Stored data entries
[Start of section]

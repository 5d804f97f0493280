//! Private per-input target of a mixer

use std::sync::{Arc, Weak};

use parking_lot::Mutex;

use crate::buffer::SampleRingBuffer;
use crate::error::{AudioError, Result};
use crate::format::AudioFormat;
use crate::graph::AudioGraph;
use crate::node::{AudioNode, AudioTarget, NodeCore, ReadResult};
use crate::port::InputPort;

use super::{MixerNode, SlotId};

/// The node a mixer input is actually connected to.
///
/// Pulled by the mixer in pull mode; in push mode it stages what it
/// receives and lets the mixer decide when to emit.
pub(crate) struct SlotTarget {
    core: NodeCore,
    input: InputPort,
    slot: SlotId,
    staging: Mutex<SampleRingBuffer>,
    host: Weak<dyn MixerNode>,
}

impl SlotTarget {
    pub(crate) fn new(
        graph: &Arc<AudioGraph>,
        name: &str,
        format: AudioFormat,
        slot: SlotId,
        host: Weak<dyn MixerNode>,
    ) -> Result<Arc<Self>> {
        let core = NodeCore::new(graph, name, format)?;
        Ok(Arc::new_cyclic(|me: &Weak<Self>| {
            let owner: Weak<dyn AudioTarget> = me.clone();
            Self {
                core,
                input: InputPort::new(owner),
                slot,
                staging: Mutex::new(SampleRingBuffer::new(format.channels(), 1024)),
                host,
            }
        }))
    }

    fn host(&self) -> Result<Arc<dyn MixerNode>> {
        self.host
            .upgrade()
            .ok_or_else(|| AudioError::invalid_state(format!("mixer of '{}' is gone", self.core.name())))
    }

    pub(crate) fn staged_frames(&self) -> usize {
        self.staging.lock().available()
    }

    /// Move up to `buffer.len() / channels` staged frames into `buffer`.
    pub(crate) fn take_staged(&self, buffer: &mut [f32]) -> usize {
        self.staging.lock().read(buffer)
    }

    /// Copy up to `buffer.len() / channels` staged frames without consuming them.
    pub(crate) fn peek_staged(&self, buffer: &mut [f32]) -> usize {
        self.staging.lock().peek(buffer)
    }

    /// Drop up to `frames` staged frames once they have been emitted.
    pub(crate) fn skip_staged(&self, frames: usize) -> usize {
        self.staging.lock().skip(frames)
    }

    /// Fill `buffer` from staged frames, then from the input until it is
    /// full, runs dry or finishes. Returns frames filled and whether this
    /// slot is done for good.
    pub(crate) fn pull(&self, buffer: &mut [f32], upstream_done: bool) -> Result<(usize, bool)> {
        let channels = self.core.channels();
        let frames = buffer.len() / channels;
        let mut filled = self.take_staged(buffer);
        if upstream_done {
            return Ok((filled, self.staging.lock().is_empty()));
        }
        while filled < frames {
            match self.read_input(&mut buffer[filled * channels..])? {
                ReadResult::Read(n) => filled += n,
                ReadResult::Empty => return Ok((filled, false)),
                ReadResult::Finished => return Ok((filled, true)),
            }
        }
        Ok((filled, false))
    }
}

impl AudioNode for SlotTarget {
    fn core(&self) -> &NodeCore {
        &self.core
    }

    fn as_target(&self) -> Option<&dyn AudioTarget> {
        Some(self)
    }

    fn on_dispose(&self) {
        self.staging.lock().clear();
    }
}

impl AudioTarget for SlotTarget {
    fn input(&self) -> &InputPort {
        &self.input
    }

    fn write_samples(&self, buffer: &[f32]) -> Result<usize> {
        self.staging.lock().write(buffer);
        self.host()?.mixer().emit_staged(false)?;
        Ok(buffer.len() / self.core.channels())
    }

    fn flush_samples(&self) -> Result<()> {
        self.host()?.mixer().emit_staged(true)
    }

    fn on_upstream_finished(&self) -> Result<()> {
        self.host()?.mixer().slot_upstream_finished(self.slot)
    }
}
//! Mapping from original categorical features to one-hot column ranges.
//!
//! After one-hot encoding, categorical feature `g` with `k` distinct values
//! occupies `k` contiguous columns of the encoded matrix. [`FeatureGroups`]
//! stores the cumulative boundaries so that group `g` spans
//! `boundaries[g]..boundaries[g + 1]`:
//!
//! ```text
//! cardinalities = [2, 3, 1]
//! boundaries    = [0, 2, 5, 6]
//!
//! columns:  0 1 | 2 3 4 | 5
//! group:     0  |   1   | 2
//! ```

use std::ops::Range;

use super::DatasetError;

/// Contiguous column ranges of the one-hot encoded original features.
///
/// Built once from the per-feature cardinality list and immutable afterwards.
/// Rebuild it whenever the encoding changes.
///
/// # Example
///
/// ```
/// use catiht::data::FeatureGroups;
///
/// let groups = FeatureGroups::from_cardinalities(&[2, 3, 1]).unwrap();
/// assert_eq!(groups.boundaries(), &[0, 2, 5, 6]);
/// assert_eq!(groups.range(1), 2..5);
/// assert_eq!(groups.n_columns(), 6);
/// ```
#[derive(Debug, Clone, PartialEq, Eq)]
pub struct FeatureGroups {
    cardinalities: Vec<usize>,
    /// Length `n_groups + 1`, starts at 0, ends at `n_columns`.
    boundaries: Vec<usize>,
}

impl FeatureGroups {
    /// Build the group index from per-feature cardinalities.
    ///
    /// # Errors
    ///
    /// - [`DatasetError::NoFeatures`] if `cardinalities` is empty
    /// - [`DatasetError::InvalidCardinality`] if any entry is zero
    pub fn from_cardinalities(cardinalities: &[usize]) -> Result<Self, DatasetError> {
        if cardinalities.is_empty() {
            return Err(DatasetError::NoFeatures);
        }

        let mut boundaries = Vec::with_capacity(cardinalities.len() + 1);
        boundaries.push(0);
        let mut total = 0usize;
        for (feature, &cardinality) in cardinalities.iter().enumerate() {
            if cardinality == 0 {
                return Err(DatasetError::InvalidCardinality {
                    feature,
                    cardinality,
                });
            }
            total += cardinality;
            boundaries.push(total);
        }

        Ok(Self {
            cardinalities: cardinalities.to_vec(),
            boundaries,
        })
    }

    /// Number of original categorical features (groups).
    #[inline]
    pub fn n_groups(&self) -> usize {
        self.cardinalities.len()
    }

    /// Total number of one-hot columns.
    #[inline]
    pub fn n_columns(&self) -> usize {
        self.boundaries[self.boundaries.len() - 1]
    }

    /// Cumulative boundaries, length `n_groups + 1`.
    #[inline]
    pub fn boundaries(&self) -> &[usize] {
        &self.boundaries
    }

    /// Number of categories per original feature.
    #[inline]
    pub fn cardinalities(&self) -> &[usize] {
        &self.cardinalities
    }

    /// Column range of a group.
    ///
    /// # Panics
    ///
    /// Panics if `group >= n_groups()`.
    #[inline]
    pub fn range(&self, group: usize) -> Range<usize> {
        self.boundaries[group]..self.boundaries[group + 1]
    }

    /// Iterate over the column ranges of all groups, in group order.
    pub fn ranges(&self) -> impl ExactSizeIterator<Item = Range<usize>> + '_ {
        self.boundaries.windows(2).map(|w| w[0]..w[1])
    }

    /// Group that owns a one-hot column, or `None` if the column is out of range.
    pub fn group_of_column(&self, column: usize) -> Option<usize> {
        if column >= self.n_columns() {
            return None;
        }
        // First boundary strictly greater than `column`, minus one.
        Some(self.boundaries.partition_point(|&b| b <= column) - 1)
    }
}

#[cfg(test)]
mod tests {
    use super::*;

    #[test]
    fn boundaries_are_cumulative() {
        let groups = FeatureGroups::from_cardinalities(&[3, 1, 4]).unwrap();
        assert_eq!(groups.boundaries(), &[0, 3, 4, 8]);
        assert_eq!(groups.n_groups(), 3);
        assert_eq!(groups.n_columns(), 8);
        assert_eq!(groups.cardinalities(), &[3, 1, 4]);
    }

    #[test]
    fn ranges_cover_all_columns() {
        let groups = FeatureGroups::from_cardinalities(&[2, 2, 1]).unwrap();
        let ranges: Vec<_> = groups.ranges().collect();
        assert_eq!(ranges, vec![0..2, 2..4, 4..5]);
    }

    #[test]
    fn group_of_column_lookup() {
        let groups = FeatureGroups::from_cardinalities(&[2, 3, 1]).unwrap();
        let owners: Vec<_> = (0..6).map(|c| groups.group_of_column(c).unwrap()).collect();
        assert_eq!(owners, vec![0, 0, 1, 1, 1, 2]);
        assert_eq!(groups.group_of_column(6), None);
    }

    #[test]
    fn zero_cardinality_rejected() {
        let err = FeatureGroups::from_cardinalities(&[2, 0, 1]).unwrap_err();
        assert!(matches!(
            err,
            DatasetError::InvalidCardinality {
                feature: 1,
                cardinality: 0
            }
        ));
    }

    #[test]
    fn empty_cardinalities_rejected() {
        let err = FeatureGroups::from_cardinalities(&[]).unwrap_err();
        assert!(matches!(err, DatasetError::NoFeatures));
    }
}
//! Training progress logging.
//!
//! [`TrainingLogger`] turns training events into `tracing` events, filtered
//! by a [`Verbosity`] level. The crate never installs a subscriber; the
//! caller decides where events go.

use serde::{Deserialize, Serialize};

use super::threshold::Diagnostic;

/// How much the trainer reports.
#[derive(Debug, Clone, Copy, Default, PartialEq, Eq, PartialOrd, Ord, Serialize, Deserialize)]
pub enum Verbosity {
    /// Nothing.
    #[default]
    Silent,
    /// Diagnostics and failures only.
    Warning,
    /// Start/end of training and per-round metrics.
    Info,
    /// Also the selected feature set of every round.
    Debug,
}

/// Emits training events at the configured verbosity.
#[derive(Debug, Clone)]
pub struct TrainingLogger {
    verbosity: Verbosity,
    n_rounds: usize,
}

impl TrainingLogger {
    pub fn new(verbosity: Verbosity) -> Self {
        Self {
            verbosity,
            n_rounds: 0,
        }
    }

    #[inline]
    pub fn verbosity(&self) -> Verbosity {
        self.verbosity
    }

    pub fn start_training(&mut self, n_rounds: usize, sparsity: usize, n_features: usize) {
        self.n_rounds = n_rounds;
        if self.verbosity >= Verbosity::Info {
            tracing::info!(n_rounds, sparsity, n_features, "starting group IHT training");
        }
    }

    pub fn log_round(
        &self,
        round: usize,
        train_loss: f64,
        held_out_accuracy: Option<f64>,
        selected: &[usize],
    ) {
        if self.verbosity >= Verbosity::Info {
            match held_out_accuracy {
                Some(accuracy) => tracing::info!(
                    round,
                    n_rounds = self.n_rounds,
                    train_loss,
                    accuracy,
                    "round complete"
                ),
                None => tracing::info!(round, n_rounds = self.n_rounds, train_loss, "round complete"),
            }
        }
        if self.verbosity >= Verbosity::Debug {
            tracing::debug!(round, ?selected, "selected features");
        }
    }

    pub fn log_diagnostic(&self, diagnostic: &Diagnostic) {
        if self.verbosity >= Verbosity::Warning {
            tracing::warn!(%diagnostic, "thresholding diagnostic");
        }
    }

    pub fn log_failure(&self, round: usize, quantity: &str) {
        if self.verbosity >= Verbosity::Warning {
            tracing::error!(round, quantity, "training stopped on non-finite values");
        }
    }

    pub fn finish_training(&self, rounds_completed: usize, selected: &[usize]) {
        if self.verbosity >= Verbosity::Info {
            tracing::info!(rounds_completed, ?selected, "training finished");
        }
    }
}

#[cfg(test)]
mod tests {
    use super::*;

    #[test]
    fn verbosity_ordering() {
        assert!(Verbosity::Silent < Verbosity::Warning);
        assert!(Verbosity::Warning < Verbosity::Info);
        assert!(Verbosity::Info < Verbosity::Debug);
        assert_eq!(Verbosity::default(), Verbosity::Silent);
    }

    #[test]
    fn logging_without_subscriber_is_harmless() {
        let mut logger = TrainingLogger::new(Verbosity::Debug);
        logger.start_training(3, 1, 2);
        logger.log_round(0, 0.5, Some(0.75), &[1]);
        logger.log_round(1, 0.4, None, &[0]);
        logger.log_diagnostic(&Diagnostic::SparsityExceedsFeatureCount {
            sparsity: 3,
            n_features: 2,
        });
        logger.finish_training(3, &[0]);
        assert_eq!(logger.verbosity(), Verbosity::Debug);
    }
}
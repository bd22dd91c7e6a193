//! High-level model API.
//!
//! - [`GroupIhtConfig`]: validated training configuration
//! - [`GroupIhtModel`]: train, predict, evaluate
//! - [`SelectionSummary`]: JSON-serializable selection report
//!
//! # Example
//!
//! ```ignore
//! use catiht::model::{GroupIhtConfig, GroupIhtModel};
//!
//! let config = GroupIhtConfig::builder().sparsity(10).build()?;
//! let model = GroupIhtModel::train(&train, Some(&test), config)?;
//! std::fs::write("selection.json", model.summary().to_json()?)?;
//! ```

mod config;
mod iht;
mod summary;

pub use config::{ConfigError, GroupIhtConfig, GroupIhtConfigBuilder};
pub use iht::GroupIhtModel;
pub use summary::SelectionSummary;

[End of section]

■ **Exercise brief**:
Looking through the data above, copy out each line in which the string "that" occurs.

■ **Written solution**:
//! stores the cumulative boundaries so that group `g` spans
    /// Group that owns a one-hot column, or `None` if the column is out of range.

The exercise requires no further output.